Die Kutsche hatte mich erst heute Morgen hierhergebracht und meine Tante bereitete mir mit Kaffee und Kuchen einen herzlichen Empfang.
"Sei mir gegrüßt zu guter Stunde“, sagte sie und umarmte mich dabei so deftig, dass mir beinahe der Dreispitz vom Kopf rutschte. "Wie schön, dich endlich einmal wiederzusehen, liebster Johann“, fuhr sie fort und begann augenblicklich vor Freude zu weinen, sodass all ihre Speckfalten unter ihrem grauen Kleide bebten.
"Ach schau her, nun bist du in der Musenstadt... aber komm erst mal rein. Ich hab Apfelstrudel für uns.“
Johann blickte sich noch einmal mit leuchtenden Augen rätselnd in der verschneiten Straße um, bevor sie ins Haus gingen, welches in jenem Augenblick in einem Schneegestöber verschwand.

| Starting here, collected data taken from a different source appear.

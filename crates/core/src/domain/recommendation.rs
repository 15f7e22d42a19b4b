use crate::aggregate::DegradationReport;
use crate::domain::entity::CanonicalKey;
use crate::domain::observation::Field;
use crate::domain::request::DecisionType;
use serde::{Deserialize, Serialize};
use uuid::Uuid;

/// Heuristic signals in declared priority order.
#[derive(Debug, Clone, Copy, PartialEq, Eq, PartialOrd, Ord, Hash, Serialize, Deserialize)]
#[serde(rename_all = "snake_case")]
pub enum Signal {
    Usage,
    Matchup,
    Health,
    GameScript,
    Contingency,
    Horizon,
}

impl Signal {
    pub const PRIORITY: [Signal; 6] = [
        Signal::Usage,
        Signal::Matchup,
        Signal::Health,
        Signal::GameScript,
        Signal::Contingency,
        Signal::Horizon,
    ];

    pub fn as_str(self) -> &'static str {
        match self {
            Signal::Usage => "usage",
            Signal::Matchup => "matchup",
            Signal::Health => "health",
            Signal::GameScript => "game_script",
            Signal::Contingency => "contingency",
            Signal::Horizon => "horizon",
        }
    }
}

impl std::fmt::Display for Signal {
    fn fmt(&self, f: &mut std::fmt::Formatter<'_>) -> std::fmt::Result {
        f.write_str(self.as_str())
    }
}

#[derive(Debug, Clone, Copy, PartialEq, Serialize, Deserialize)]
pub struct ScoreComponents {
    pub floor: f64,
    pub median: f64,
    pub ceiling: f64,
}

impl ScoreComponents {
    pub fn spread(&self) -> f64 {
        self.ceiling - self.floor
    }
}

#[derive(Debug, Clone, Copy, PartialEq, Eq, PartialOrd, Ord, Serialize, Deserialize)]
#[serde(rename_all = "snake_case")]
pub enum RiskBand {
    Low,
    Medium,
    High,
}

/// How much of a recommendation rests on live data.
#[derive(Debug, Clone, Copy, PartialEq, Eq, PartialOrd, Ord, Serialize, Deserialize)]
#[serde(rename_all = "snake_case")]
pub enum DataConfidence {
    Live,
    Stale,
    Fallback,
}

#[derive(Debug, Clone, Copy, PartialEq, Eq, Serialize, Deserialize)]
#[serde(rename_all = "snake_case")]
pub enum Verdict {
    Start,
    Sit,
    Add,
    Pass,
    Acquire,
    Send,
}

#[derive(Debug, Clone, Copy, PartialEq, Serialize, Deserialize)]
pub struct SignalContribution {
    pub signal: Signal,
    /// Normalized to [-1, 1].
    pub value: f64,
    pub weight: f64,
    pub observed: bool,
}

#[derive(Debug, Clone, PartialEq, Serialize, Deserialize)]
pub struct Recommendation {
    pub rank: u32,
    pub entity: CanonicalKey,
    pub name: String,
    pub decision: DecisionType,
    pub verdict: Verdict,
    pub score: ScoreComponents,
    pub signals: Vec<SignalContribution>,
    pub risk: RiskBand,
    pub rationale: String,
    pub confidence: DataConfidence,
    pub estimated_fields: Vec<Field>,
    /// Chaos-play alternative.
    pub high_variance: bool,
    pub correlated_with: Option<CanonicalKey>,
}

#[derive(Debug, Clone, Copy, PartialEq, Eq, Serialize, Deserialize)]
#[serde(rename_all = "snake_case")]
pub enum TradeVerdict {
    Accept,
    Decline,
}

#[derive(Debug, Clone, PartialEq, Serialize, Deserialize)]
pub struct TradeSummary {
    pub give_value: f64,
    pub receive_value: f64,
    pub net: f64,
    pub verdict: TradeVerdict,
    pub confidence: DataConfidence,
}

pub const LIVE_DATA_CONFIRMATION: &str = "All required data was fetched live for this request.";
pub const FALLBACK_WARNING: &str =
    "Some required data is stale or missing; affected figures are estimates, not live observations.";

/// User-facing disclosure. The front-end renders `message` verbatim.
#[derive(Debug, Clone, PartialEq, Serialize, Deserialize)]
#[serde(tag = "kind", rename_all = "snake_case")]
pub enum Disclosure {
    LiveData {
        message: String,
    },
    FallbackWarning {
        message: String,
        stale: Vec<(CanonicalKey, Field)>,
        missing: Vec<(CanonicalKey, Field)>,
    },
}

#[derive(Debug, Clone, PartialEq, Serialize, Deserialize)]
pub struct RecommendationSet {
    pub request_id: Uuid,
    pub decision: DecisionType,
    pub recommendations: Vec<Recommendation>,
    pub trade: Option<TradeSummary>,
    pub report: DegradationReport,
    pub disclosure: Disclosure,
}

Später am Nachmittag, nachdem ich mich in einem Zimmer im Obergeschoss eingerichtet hatte, machte ich noch einen kleinen Spaziergang durch die Stadt und mein Herz raste mir so sehr, dass ich mich kaum traute, von meinen Füßen aufzusehen, so als wäre all mein Mut, mit dem ich nach Weimar aufgebrochen war, wieder hinfort. Fast schämte ich mich, hier zu sein und durch die Straßen zu gehen, von denen ich so lange geträumt hatte, und als ich dann vor Goethes Hause stand und darin die Kerzen leuchten sah, ging ich schnell wieder zurück zu meiner Tante. Draußen schneite es unaufhörlich.
Liebe Frau Mama,
ich bin gesund bei Ihrer Schwester angekommen und sie hat mich herzlich bei sich aufgenommen. Noch weiß ich nicht, was sie von mir verlangt, dass ich bleiben kann! Es ist jedoch verständlich, dass ich mich hier nicht so einfach einniste, auf Kosten dieser lieben Familie. Ich denke, das wird sich am Montag alles entscheiden. Es ist nicht Ihre Schuld, dass ich so rasch aufgebrochen bin, auch nicht die von Papa. Ihr sollt euch also keine Vorwürfe machen, aber ich hätte das alles nicht länger ertragen und ich lüge nicht, wenn ich sage, dass ich mich am Ende einfach wie Werthern erschossen hätte. Bei Gott, ich weiß nicht, wie ich dieses Leben dulden kann! Bitte sagen Sie Papa noch einmal herzlichen Dank für die Taler, die er mir gab. Was er für mich getan hat, werde ich ihm nie vergessen. Und so verbleibe ich Euer Euch liebender Sohn, Johann.
Weimar, 8. Dezember 1799
Mit leuchtenden Augen saß er spät am Abend an seinem Schreibtisch vor dem Fenster und schaute in die verschneite Gasse hinunter. Die Kerzen vor ihm flackerten warm. Er legte die Feder beiseite und zog sich seine Stiefel aus, als es klopfte.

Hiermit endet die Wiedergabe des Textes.